Stored items

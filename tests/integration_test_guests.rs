mod common;

use axum::{
    body::Body,
    http::{Request, StatusCode},
};
use common::TestApp;
use serde_json::{Value, json};
use tower::ServiceExt;

async fn parse_body(response: axum::response::Response) -> Value {
    let bytes = axum::body::to_bytes(response.into_body(), usize::MAX).await.unwrap();
    serde_json::from_slice(&bytes).unwrap()
}

async fn seed_room_type(app: &TestApp) {
    app.router.clone().oneshot(
        Request::builder().method("POST").uri("/api/room-types")
            .header("Content-Type", "application/json")
            .body(Body::from(json!({
                "id": "rt-1", "name": "Double Bed Room", "totalCapacity": 10,
                "basePrice": 2800.0, "floorPrice": 1800.0, "ceilingPrice": 5000.0,
                "baseOccupancy": 2, "roomNumbers": ["101", "102"]
            }).to_string())).unwrap()
    ).await.unwrap();
}

async fn create_booking_with_guest(app: &TestApp, check_in: &str, details: Value) -> Value {
    let res = app.router.clone().oneshot(
        Request::builder().method("POST").uri("/api/bookings")
            .header("Content-Type", "application/json")
            .body(Body::from(json!({
                "roomTypeId": "rt-1", "roomNumber": "Unassigned",
                "guestName": details["name"].as_str().unwrap_or("Guest"),
                "source": "Direct", "checkIn": check_in,
                "checkOut": "2030-01-20", "amount": 1000.0,
                "guestDetails": details
            }).to_string())).unwrap()
    ).await.unwrap();
    assert_eq!(res.status(), StatusCode::OK);
    parse_body(res).await
}

async fn list_guests(app: &TestApp, search: Option<&str>) -> Value {
    let uri = match search {
        Some(q) => format!("/api/guests?search={}", q),
        None => "/api/guests".to_string(),
    };
    let res = app.router.clone().oneshot(
        Request::builder().method("GET").uri(uri).body(Body::empty()).unwrap()
    ).await.unwrap();
    parse_body(res).await
}

#[tokio::test]
async fn test_identical_details_resolve_to_one_profile() {
    let app = TestApp::new().await;
    seed_room_type(&app).await;

    let details = json!({
        "name": "Asha Rao", "phoneNumber": "9811111111",
        "email": "asha@example.com", "idType": "Aadhar", "idNumber": "1234-5678",
        "address": "Deoghar", "nationality": "Indian"
    });

    let first = create_booking_with_guest(&app, "2030-01-10", details.clone()).await;
    let second = create_booking_with_guest(&app, "2030-01-10", details).await;

    assert_eq!(first["guestDetails"]["profileId"], second["guestDetails"]["profileId"]);

    let guests = list_guests(&app, None).await;
    let list = guests.as_array().unwrap();
    assert_eq!(list.len(), 1);
    assert_eq!(list[0]["name"], "Asha Rao");
    assert_eq!(list[0]["idNumber"], "1234-5678");
    assert_eq!(list[0]["lastCheckIn"], "2030-01-10");
}

#[tokio::test]
async fn test_merge_is_field_level_non_empty_wins() {
    let app = TestApp::new().await;
    seed_room_type(&app).await;

    create_booking_with_guest(&app, "2030-01-10", json!({
        "name": "Asha Rao", "phoneNumber": "9811111111", "address": "Deoghar"
    })).await;

    // later form omits the address but adds an e-mail
    create_booking_with_guest(&app, "2030-02-01", json!({
        "name": "Asha Rao", "phoneNumber": "9811111111", "email": "asha@example.com"
    })).await;

    let guests = list_guests(&app, None).await;
    let list = guests.as_array().unwrap();
    assert_eq!(list.len(), 1);
    assert_eq!(list[0]["address"], "Deoghar");
    assert_eq!(list[0]["email"], "asha@example.com");
    assert_eq!(list[0]["lastCheckIn"], "2030-02-01");
}

#[tokio::test]
async fn test_phone_only_match_reuses_the_profile() {
    let app = TestApp::new().await;
    seed_room_type(&app).await;

    create_booking_with_guest(&app, "2030-01-10", json!({
        "name": "Asha Rao", "phoneNumber": "9811111111"
    })).await;

    // same phone, differently spelled name: still the same person
    create_booking_with_guest(&app, "2030-02-01", json!({
        "name": "A. Rao", "phoneNumber": "9811111111"
    })).await;

    let guests = list_guests(&app, None).await;
    let list = guests.as_array().unwrap();
    assert_eq!(list.len(), 1);
    assert_eq!(list[0]["name"], "A. Rao");
}

#[tokio::test]
async fn test_anonymous_details_create_no_profile() {
    let app = TestApp::new().await;
    seed_room_type(&app).await;

    let booking = create_booking_with_guest(&app, "2030-01-10", json!({
        "nationality": "Indian"
    })).await;
    assert!(booking["guestDetails"]["profileId"].is_null());

    let guests = list_guests(&app, None).await;
    assert_eq!(guests.as_array().unwrap().len(), 0);
}

#[tokio::test]
async fn test_search_is_case_insensitive_substring() {
    let app = TestApp::new().await;
    seed_room_type(&app).await;

    create_booking_with_guest(&app, "2030-01-10", json!({
        "name": "Asha Rao", "phoneNumber": "9811111111"
    })).await;
    create_booking_with_guest(&app, "2030-01-10", json!({
        "name": "Vikram Singh", "phoneNumber": "9822222222"
    })).await;

    let hits = list_guests(&app, Some("asha")).await;
    assert_eq!(hits.as_array().unwrap().len(), 1);
    assert_eq!(hits[0]["name"], "Asha Rao");

    let misses = list_guests(&app, Some("zzz")).await;
    assert_eq!(misses.as_array().unwrap().len(), 0);
}

#[tokio::test]
async fn test_guest_update_and_delete() {
    let app = TestApp::new().await;
    seed_room_type(&app).await;

    let booking = create_booking_with_guest(&app, "2030-01-10", json!({
        "name": "Asha Rao", "phoneNumber": "9811111111"
    })).await;
    let profile_id = booking["guestDetails"]["profileId"].as_i64().unwrap();

    let res = app.router.clone().oneshot(
        Request::builder().method("PUT").uri(format!("/api/guests/{}", profile_id))
            .header("Content-Type", "application/json")
            .body(Body::from(json!({ "preferences": "Ground floor" }).to_string())).unwrap()
    ).await.unwrap();
    assert_eq!(res.status(), StatusCode::OK);
    assert_eq!(parse_body(res).await["preferences"], "Ground floor");

    let res = app.router.clone().oneshot(
        Request::builder().method("DELETE").uri(format!("/api/guests/{}", profile_id))
            .body(Body::empty()).unwrap()
    ).await.unwrap();
    assert_eq!(res.status(), StatusCode::OK);

    let res = app.router.clone().oneshot(
        Request::builder().method("GET").uri(format!("/api/guests/{}", profile_id))
            .body(Body::empty()).unwrap()
    ).await.unwrap();
    assert_eq!(res.status(), StatusCode::NOT_FOUND);
}
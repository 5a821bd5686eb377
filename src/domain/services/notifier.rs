use crate::domain::models::notification::Notification;
use crate::domain::ports::NotificationRepository;
use std::sync::Arc;
use tracing::warn;

/// Fire-and-forget notification emitter. Notifications are a side effect of
/// booking mutations and are written after the primary mutation commits; a
/// failure here is logged and swallowed, never surfaced to the caller.
pub struct Notifier {
    repo: Arc<dyn NotificationRepository>,
}

impl Notifier {
    pub fn new(repo: Arc<dyn NotificationRepository>) -> Self {
        Self { repo }
    }

    #[allow(clippy::too_many_arguments)]
    pub async fn emit(
        &self,
        notif_type: &str,
        category: &str,
        title: &str,
        message: &str,
        priority: &str,
        booking_id: Option<String>,
        room_number: Option<String>,
        metadata: Option<serde_json::Value>,
    ) -> Option<String> {
        let notification = Notification::new(
            notif_type,
            category,
            title,
            message,
            priority,
            booking_id,
            room_number,
            metadata,
        );

        match self.repo.create(&notification).await {
            Ok(created) => Some(created.id),
            Err(e) => {
                warn!("Failed to persist {} notification: {:?}", notif_type, e);
                None
            }
        }
    }
}
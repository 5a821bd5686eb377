use crate::domain::models::{
    connection::OtaConnection,
    rate_rules::{ModifierType, RateRulesConfig, WeeklyRule},
    settings::PropertySettings,
};

/// Singleton rows every deployment starts with. The SQLite migrations seed
/// the same content; the in-memory store seeds through these.
pub fn default_settings() -> PropertySettings {
    PropertySettings {
        id: "default".to_string(),
        name: "Hotel Satsangi".to_string(),
        address: "Deoghar, Jharkhand".to_string(),
        phone: None,
        email: None,
        gst_number: None,
        gst_rate: 12.0,
        checkin_time: "14:00".to_string(),
        checkout_time: "11:00".to_string(),
        timezone: "Asia/Kolkata".to_string(),
        razorpay_key_id: None,
        razorpay_key_secret: None,
        invoice_seq: 0,
        loyalty_tiers: vec![],
    }
}

pub fn default_rate_rules() -> RateRulesConfig {
    RateRulesConfig {
        weekly_rules: WeeklyRule {
            is_active: true,
            active_days: vec![5, 6],
            modifier_type: ModifierType::Percentage,
            modifier_value: 1.2,
        },
        special_events: vec![],
    }
}

pub fn default_connections() -> Vec<OtaConnection> {
    let channel = |id: &str, name: &str| OtaConnection {
        id: id.to_string(),
        name: name.to_string(),
        key: String::new(),
        is_visible: false,
        status: "disconnected".to_string(),
        last_validated: None,
        category: None,
        markup_type: None,
        markup_value: None,
        is_stopped: Some(false),
    };
    vec![
        channel("mmt", "MakeMyTrip"),
        channel("booking", "Booking.com"),
        channel("expedia", "Expedia"),
    ]
}
use serde::{Deserialize, Serialize};
use sqlx::FromRow;

/// Channel-manager connection record for one OTA.
#[derive(Debug, Serialize, Deserialize, FromRow, Clone)]
#[serde(rename_all = "camelCase")]
pub struct OtaConnection {
    pub id: String,
    pub name: String,
    pub key: String,
    pub is_visible: bool,
    /// "connected" | "disconnected" | "testing"
    pub status: String,
    pub last_validated: Option<String>,
    pub category: Option<String>,
    /// "percentage" | "fixed"
    pub markup_type: Option<String>,
    pub markup_value: Option<f64>,
    /// Master switch to stop sales on this channel.
    pub is_stopped: Option<bool>,
}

§ About this task:
Only lines with the word "first" are wanted. Find and copy them from the records above.

§ Answer to the exercise:
    let first = create_booking_with_guest(&app, "2030-01-10", details.clone()).await;
    assert_eq!(first["guestDetails"]["profileId"], second["guestDetails"]["profileId"]);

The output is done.